By all accounts, Dolezal has done everything she can to express her inner black identity. She attended Howard University, married a black man, became an Africana Studies professor, and even seized custody of her adopted black brother from her parents, training him to be racist against whites in the process. She’s so enthusiastic about being black, in fact, that she appears to have fabricated about a dozen hate crimes against herself, perhaps in an effort to bond with her sisters who do the same thing.
After all that effort, why must we persist in misracing her? This is nothing less than verbal violence, an assault upon the safety of transrace bodies. No less an authority than Ta-Nehisi Coates has taught us that race is a social construct, where considerations like “genetic heritage” are actually irrelevant:
The strongest argument for “race” is that people who trace their ancestry back to Europe, and people who trace most of their ancestry back to sub-Saharan Africa… lived isolated from each other for long periods and have evolved different physical traits (curly hair, lighter skin, etc.)
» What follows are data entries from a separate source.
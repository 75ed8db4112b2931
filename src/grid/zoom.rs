//! Zoom-adaptive resolution selection.

use serde::Serialize;

use crate::error::GridError;

use super::resolution::zoom_table_resolution;

/// Zoom at or below which the coarsest served resolution applies.
const LOW_ZOOM: u8 = 5;

/// Resolution served at low zooms.
const LOW_ZOOM_RESOLUTION: u8 = 3;

/// Which client is being served. GeoJSON responses carry full geometries so
/// they stop refining earlier than vector tiles.
#[derive(Debug, Clone, Copy, PartialEq, Eq, Serialize)]
#[serde(rename_all = "snake_case")]
pub enum ServingProfile {
    GeoJson,
    VectorTile,
}

impl ServingProfile {
    /// Zoom at which the profile's cap is reached.
    pub fn upper_zoom(self) -> u8 {
        match self {
            ServingProfile::GeoJson => 14,
            ServingProfile::VectorTile => 20,
        }
    }

    /// Finest resolution the profile ever targets.
    pub fn max_resolution(self) -> u8 {
        match self {
            ServingProfile::GeoJson => 11,
            ServingProfile::VectorTile => 15,
        }
    }
}

/// Preferred resolution for a map zoom under `profile`.
pub fn target_resolution(zoom: u8, profile: ServingProfile) -> u8 {
    if zoom <= LOW_ZOOM {
        return LOW_ZOOM_RESOLUTION;
    }
    if zoom >= profile.upper_zoom() {
        return profile.max_resolution();
    }
    zoom_table_resolution(zoom)
        .unwrap_or(profile.max_resolution())
        .min(profile.max_resolution())
}

/// Pick the resolution in `available` closest to the zoom's target.
///
/// On a tie the first candidate in `available` wins, so callers pass the
/// list sorted ascending to prefer the coarser grid.
pub fn select(available: &[u8], zoom: u8, profile: ServingProfile) -> Result<u8, GridError> {
    let target = target_resolution(zoom, profile) as i16;

    let mut best: Option<(u8, i16)> = None;
    for &res in available {
        let diff = (res as i16 - target).abs();
        match best {
            Some((_, best_diff)) if diff >= best_diff => {}
            _ => best = Some((res, diff)),
        }
    }

    best.map(|(res, _)| res).ok_or(GridError::NoDataAvailable)
}
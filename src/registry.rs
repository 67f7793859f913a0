//! Named factories for objects a user can place by hand.

use crate::components::SimObject;
use crate::error::{Result, SimError};
use crate::geometry::Position;
use crate::habitat::Habitat;
use crate::random::RandomSource;
use crate::render::Icon;
use tracing::info;

/// Builds an object at the requested position.
pub type Factory = Box<dyn Fn(Position, &Habitat, &mut dyn RandomSource) -> Result<SimObject>>;

pub struct Registration {
    pub name: String,
    pub icon: Icon,
    factory: Factory,
}

impl std::fmt::Debug for Registration {
    fn fmt(&self, f: &mut std::fmt::Formatter<'_>) -> std::fmt::Result {
        f.debug_struct("Registration")
            .field("name", &self.name)
            .field("icon", &self.icon)
            .finish_non_exhaustive()
    }
}

/// Factories in registration order. Registering a name twice keeps the
/// original slot and the newer factory.
#[derive(Debug, Default)]
pub struct ObjectRegistry {
    entries: Vec<Registration>,
}

impl ObjectRegistry {
    pub fn new() -> Self {
        Self::default()
    }

    pub fn register<F>(&mut self, name: impl Into<String>, icon: Icon, factory: F)
    where
        F: Fn(Position, &Habitat, &mut dyn RandomSource) -> Result<SimObject> + 'static,
    {
        let name = name.into();
        let registration = Registration {
            name: name.clone(),
            icon,
            factory: Box::new(factory),
        };
        match self.entries.iter_mut().find(|r| r.name == name) {
            Some(existing) => {
                info!(%name, "factory replaced");
                *existing = registration;
            }
            None => {
                info!(%name, "factory registered");
                self.entries.push(registration);
            }
        }
    }

    pub fn get(&self, name: &str) -> Option<&Registration> {
        self.entries.iter().find(|r| r.name == name)
    }

    pub fn names(&self) -> impl Iterator<Item = &str> {
        self.entries.iter().map(|r| r.name.as_str())
    }

    pub fn len(&self) -> usize {
        self.entries.len()
    }

    pub fn is_empty(&self) -> bool {
        self.entries.is_empty()
    }

    /// Run the factory registered under `name`.
    pub fn create(
        &self,
        name: &str,
        pos: Position,
        habitat: &Habitat,
        rng: &mut dyn RandomSource,
    ) -> Result<SimObject> {
        let registration = self
            .get(name)
            .ok_or_else(|| SimError::UnknownFactory(name.to_string()))?;
        (registration.factory)(pos, habitat, rng)
    }
}
//! Behaviour for every object kind.
//!
//! Per-object steps run inside the habitat's sweep, one object at a time,
//! with mutable access to the whole habitat:
//!
//! - `meteor` - collisions, rebounds, splitting and rewards
//! - `creatures` - animal, hunter, prey and blob steering and feeding
//! - `items` - feed, repellants and silver stars
//! - `movement` - shared steering and straight-line advance
//!
//! Upkeep that touches every object the same way runs as ECS systems after
//! the sweep:
//!
//! - `metabolism_system` - hunger drain
//! - `lifetime_system` - fading of timed items

pub mod creatures;
pub mod items;
pub mod meteor;
pub mod movement;
pub mod upkeep;

pub use movement::*;
pub use upkeep::*;

use crate::components::{Kind, MeteorStage};
use crate::habitat::{Habitat, ObjectView};
use crate::random::RandomSource;
use bevy_ecs::prelude::Entity;
use tracing::debug;

/// Run one object's behaviour for this tick.
///
/// An object at or below zero health runs its terminal action instead and is
/// destroyed. Destroyed objects are never handed back here, so the terminal
/// action runs once.
pub fn step_object(habitat: &mut Habitat, entity: Entity, rng: &mut dyn RandomSource) {
    let Some(me) = habitat.view(entity) else {
        return;
    };

    if !me.health.is_alive() {
        debug!(id = me.id.0, kind = me.kind.name(), "terminal action");
        terminal_action(habitat, &me, rng);
        habitat.destroy(entity);
        return;
    }

    match me.kind {
        Kind::Meteor(_) => meteor::step_meteor(habitat, &me, rng),
        Kind::Animal => creatures::step_animal(habitat, &me),
        Kind::Hunter => creatures::step_hunter(habitat, &me),
        Kind::Prey => creatures::step_prey(habitat, &me),
        Kind::Blob => creatures::step_blob(habitat, &me, rng),
        Kind::SilverStar => items::step_silver_star(habitat, &me),
        Kind::Feed | Kind::Repellant => {}
    }
}

fn terminal_action(habitat: &mut Habitat, me: &ObjectView, rng: &mut dyn RandomSource) {
    match me.kind {
        Kind::Meteor(MeteorStage::Primary) => meteor::split(habitat, me),
        Kind::Meteor(MeteorStage::Fragment) => meteor::leave_reward(habitat, me, rng),
        Kind::Hunter => creatures::replace_hunter(habitat, rng),
        Kind::Prey => creatures::drop_remains(habitat, me, rng),
        Kind::Animal | Kind::Blob | Kind::Feed | Kind::Repellant | Kind::SilverStar => {}
    }
}
//! Static items. Feed and repellants only react through their terminal
//! action; silver stars spin in place until eaten or faded.

use crate::habitat::{Habitat, ObjectView};

/// Degrees a silver star spins per tick.
pub const STAR_SPIN: f64 = 2.0;

pub fn step_silver_star(habitat: &mut Habitat, me: &ObjectView) {
    habitat.set_direction(me.entity, me.direction.turn(STAR_SPIN));
}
But this theoretical definition (already fuzzy) wilts under human agency, in a real world where Kevin Garnett, Harold Ford, and Halle Berry all check “black” on the census. (Same deal for “Hispanic.”) The reasons for that take us right back to fact of race as a social construct. And an American-centered social construct. Are the Ainu of Japan a race? Should we delineate darker South Asians from lighter South Asians on the basis of race? Did the Japanese who invaded China consider the Chinese the same “race?”
Race is no more dependent on skin color today than it was on “Frankishness” in Emerson’s day… Race does not need biology. Race only requires some good guys with big guns looking for a reason.
So what’s the deal, America? If Caitlyn Jenner can land on the front page of Vanity Fair, why can’t we make room for Rachel Dolezal on the cover of Ebony? It’s 2015, not 1860. It’s time to embrace our new, transracial future.